Holland & Knight Newsletter
Arthur E. Rosenberg

As nearly everyone has heard, on April 20, 2005, President Bush signed into law the Bankruptcy Abuse and Consumer Protection Act of 2005 (the Act). The effective date of the Act is October 17, 2005, (180 days from the date of enactment), although certain amendments take effect immediately upon enactment, and others on specified trigger dates. With only minimal exceptions, the Act’s amendments are applicable only to bankruptcy cases filed on or after the effective date.

Although commentators and the media have focused on those provisions of the Act affecting individual consumers, the Act also contains a number of new provisions and revisions to existing law that apply primarily to business bankruptcies, and several provisions that apply to landlords and tenants of commercial (nonresidential) properties.

 

Executory Contracts and Unexpired Leases

Section 365(b)(1)(A) of the Bankruptcy Code has been revised from the current law, which requires that a debtor in bankruptcy must cure, or provide adequate assurance that it will cure, any default in an executory contract or unexpired lease in order to assume (or assume and assign to a third party) such contract or lease. Under the Act, this provision is amended to provide that non-monetary defaults need not be cured as a condition of assumption if it is impossible for the debtor to cure such default by performing non-monetary actions at and after the time of assumption. If the contract is a nonresidential real property lease, however, and the default arises from the failure to operate in accordance with the lease, in order for the debtor to assume or assign the lease, the default must be cured by performance at and after the time of assumption in accordance with the lease, and any pecuniary losses associated with the default must be compensated as part of the cure.

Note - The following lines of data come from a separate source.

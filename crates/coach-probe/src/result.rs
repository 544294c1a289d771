//! Result and error types for coach-probe.
//!
//! Only infrastructure failures travel through [`ProbeError`]. Content-quality
//! problems are reported as validation result values by the validators.

use thiserror::Error;

/// Result type for coach-probe operations
pub type ProbeResult<T> = Result<T, ProbeError>;

/// Errors that can occur while driving or inspecting the application under test
#[derive(Debug, Error)]
pub enum ProbeError {
    /// Browser launch error
    #[error("Failed to launch browser: {message}")]
    BrowserLaunchError {
        /// Error message
        message: String,
    },

    /// Page error
    #[error("Page error: {message}")]
    PageError {
        /// Error message
        message: String,
    },

    /// Navigation error
    #[error("Navigation to {url} failed: {message}")]
    NavigationError {
        /// URL that failed
        url: String,
        /// Error message
        message: String,
    },

    /// Operation timed out
    #[error("{operation} timed out after {ms}ms")]
    Timeout {
        /// What was being waited for
        operation: String,
        /// Timeout in milliseconds
        ms: u64,
    },

    /// Script evaluation inside the page failed
    #[error("Script evaluation failed: {message}")]
    EvaluationError {
        /// Error message
        message: String,
    },

    /// No candidate selector resolved to a usable element
    #[error("Element not found: {description}")]
    ElementNotFound {
        /// Which element, and which selectors were tried
        description: String,
    },

    /// Input simulation error
    #[error("Input simulation failed: {message}")]
    InputError {
        /// Error message
        message: String,
    },

    /// Screenshot error
    #[error("Screenshot failed: {message}")]
    ScreenshotError {
        /// Error message
        message: String,
    },

    /// Neither the layout wrapper nor the document body produced a bounding box
    #[error("Layout unavailable: {message}")]
    LayoutUnavailable {
        /// Error message
        message: String,
    },

    /// Assertion failed
    #[error("Assertion failed: {message}")]
    AssertionFailed {
        /// Error message
        message: String,
    },

    /// All retry attempts were used up
    #[error("{operation} failed after {attempts} attempt(s): {message}")]
    RetryExhausted {
        /// Operation name
        operation: String,
        /// Attempts made
        attempts: u32,
        /// Final attempt's error
        message: String,
    },

    /// Invalid configuration value
    #[error("Invalid configuration: {message}")]
    InvalidConfig {
        /// Error message
        message: String,
    },

    /// I/O error
    #[error("I/O error: {0}")]
    Io(#[from] std::io::Error),

    /// JSON error
    #[error("JSON error: {0}")]
    Json(#[from] serde_json::Error),

    /// YAML error
    #[error("YAML error: {0}")]
    Yaml(#[from] serde_yaml_ng::Error),
}

impl ProbeError {
    /// Create an assertion failure
    #[must_use]
    pub fn assertion(message: impl Into<String>) -> Self {
        Self::AssertionFailed {
            message: message.into(),
        }
    }

    /// Create a page error
    #[must_use]
    pub fn page(message: impl Into<String>) -> Self {
        Self::PageError {
            message: message.into(),
        }
    }

    /// Create an invalid configuration error
    #[must_use]
    pub fn invalid_config(message: impl Into<String>) -> Self {
        Self::InvalidConfig {
            message: message.into(),
        }
    }

    /// Whether this error describes broken infrastructure rather than a failed assertion
    #[must_use]
    pub const fn is_infrastructure(&self) -> bool {
        !matches!(self, Self::AssertionFailed { .. })
    }
}
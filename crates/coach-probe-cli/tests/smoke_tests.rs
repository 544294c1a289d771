//! Smoke tests for the coach-probe CLI
//!
//! These run the built binary end to end. Nothing here needs a browser or a
//! running frontend: live scenarios are exercised through `--dry-run`.

#![allow(deprecated)] // Command::cargo_bin
#![allow(clippy::expect_used, clippy::unwrap_used)]

use assert_cmd::Command;
use predicates::prelude::*;
use std::fs;
use tempfile::TempDir;

/// Get a command for the coach-probe binary, isolated from the caller's environment
fn coach_probe() -> Command {
    let mut cmd = Command::cargo_bin("coach-probe").expect("coach-probe binary should exist");
    cmd.env_remove("CI")
        .env_remove("COACH_BASE_URL")
        .env_remove("COACH_OUTPUT_DIR")
        .env_remove("RUST_LOG");
    cmd
}

// ============================================================================
// Basic CLI Tests
// ============================================================================

#[test]
fn test_version_flag() {
    coach_probe()
        .arg("--version")
        .assert()
        .success()
        .stdout(predicate::str::contains(env!("CARGO_PKG_VERSION")));
}

#[test]
fn test_help_flag() {
    coach_probe()
        .arg("--help")
        .assert()
        .success()
        .stdout(predicate::str::contains("Decision Coach"))
        .stdout(predicate::str::contains("test"))
        .stdout(predicate::str::contains("check"))
        .stdout(predicate::str::contains("list"));
}

#[test]
fn test_no_args_shows_help() {
    coach_probe().assert().failure();
}

#[test]
fn test_test_subcommand_help() {
    coach_probe()
        .args(["test", "--help"])
        .assert()
        .success()
        .stdout(predicate::str::contains("--filter"))
        .stdout(predicate::str::contains("--dry-run"));
}

// ============================================================================
// List
// ============================================================================

#[test]
fn test_list_all_scenarios() {
    coach_probe()
        .arg("list")
        .assert()
        .success()
        .stdout(predicate::str::contains("basic_rendering"))
        .stdout(predicate::str::contains("multiple_queries"))
        .stdout(predicate::str::contains("error_states"))
        .stdout(predicate::str::contains("layout_dynamic_stability"));
}

#[test]
fn test_list_filtered() {
    coach_probe()
        .args(["list", "--filter", "layout"])
        .assert()
        .success()
        .stdout(predicate::str::contains("layout_default"))
        .stdout(predicate::str::contains("basic_rendering").not());
}

// ============================================================================
// Test (dry run)
// ============================================================================

#[test]
fn test_dry_run_passes_and_writes_reports() {
    let temp = TempDir::new().expect("create temp dir");
    coach_probe()
        .args(["--color", "never", "test", "--dry-run", "--output"])
        .arg(temp.path())
        .assert()
        .success()
        .stderr(predicate::str::contains("PASSED"));

    let json = fs::read_to_string(temp.path().join("report.json")).unwrap();
    assert!(json.contains("layout_viewport_sweep"));
    assert!(temp.path().join("report.html").exists());
    assert!(temp.path().join("junit.xml").exists());
}

#[test]
fn test_dry_run_json_output() {
    let temp = TempDir::new().expect("create temp dir");
    let output = coach_probe()
        .args(["test", "--dry-run", "--only", "layout_default", "--format", "json", "--output"])
        .arg(temp.path())
        .output()
        .unwrap();
    assert!(output.status.success());
    let report: serde_json::Value = serde_json::from_slice(&output.stdout).unwrap();
    assert_eq!(report["results"][0]["name"], "layout_default");
    assert_eq!(report["results"][0]["status"], "passed");
}

#[test]
fn test_only_rejected_in_ci() {
    coach_probe()
        .env("CI", "true")
        .args(["test", "--dry-run", "--only", "layout_default"])
        .assert()
        .code(2)
        .stderr(predicate::str::contains("--only"));
}

#[test]
fn test_unknown_scenario() {
    coach_probe()
        .args(["test", "--dry-run", "--only", "does_not_exist"])
        .assert()
        .code(2)
        .stderr(predicate::str::contains("does_not_exist"));
}

#[test]
fn test_bad_config_file() {
    let temp = TempDir::new().expect("create temp dir");
    let path = temp.path().join("coach-probe.yaml");
    fs::write(&path, "retries: [not, a, number]\n").unwrap();
    coach_probe()
        .args(["test", "--dry-run", "--config"])
        .arg(&path)
        .assert()
        .code(2)
        .stderr(predicate::str::contains("YAML"));
}

// ============================================================================
// Check
// ============================================================================

#[test]
fn test_check_unreachable_frontend() {
    let temp = TempDir::new().expect("create temp dir");
    let path = temp.path().join("coach-probe.yaml");
    fs::write(&path, "readiness:\n  attempts: 1\n  request_timeout: 1000\n").unwrap();
    coach_probe()
        .args(["check", "--base-url", "http://127.0.0.1:1", "--config"])
        .arg(&path)
        .assert()
        .code(2)
        .stderr(predicate::str::contains("not ready"));
}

The effect of this change is to make it easier for a bankrupt tenant to assume and assign its commercial leases, provided that the lessee cures all monetary and non-monetary defaults on a post-assumption basis. This is in contrast to current law, under which courts in a number of cases involving pre-petition non-monetary defaults have held that such defaults could not be cured, with the result that such leases could not be assumed or assigned by the bankrupt tenant.

The Act benefits commercial landlords by amending Section 365(d)(4) of the Bankruptcy Code, which currently provides that any unexpired lease for nonresidential real property that is not assumed or rejected within 60 days after the petition date is deemed rejected, unless, prior to the expiration of the 60-day period, the court, for cause, extends the time within which the debtor may assume or reject the lease. Under the Act, the deadline for assuming such leases has been extended to the earlier of (i) 120 days from the date of the order for relief or (ii) the date of the entry of an order confirming a plan. The court, for cause, can extend the 120-day period for no more than 90 days, and any further extensions to the time to assume can be granted by the court only with the prior written consent of the lessor. This provision should provide commercial real estate lessors with additional leverage over bankrupt tenants. Under the current law, debtors, particularly those with numerous nonresidential real property leases, routinely request and are granted extensions of the 60-day period, often until the time of plan confirmation, provided that the debtor remains current on all post-petition obligations to the lessor. The Act will force debtors to (i) engage in more extensive pre-bankruptcy negotiations with their landlords, (ii) focus on their need for these leases early in the case and/or (iii) negotiate consensual extensions with the lessors. Lessors are likely to demand concessions from debtors including, perhaps, increased rent in exchange for such consent, although it remains to be seen whether courts will allow debtors to make such concessions. Bad decisions by debtors to assume such leases, however, will enjoy some measure of redemption under new Section 503(b)(7), which is described below.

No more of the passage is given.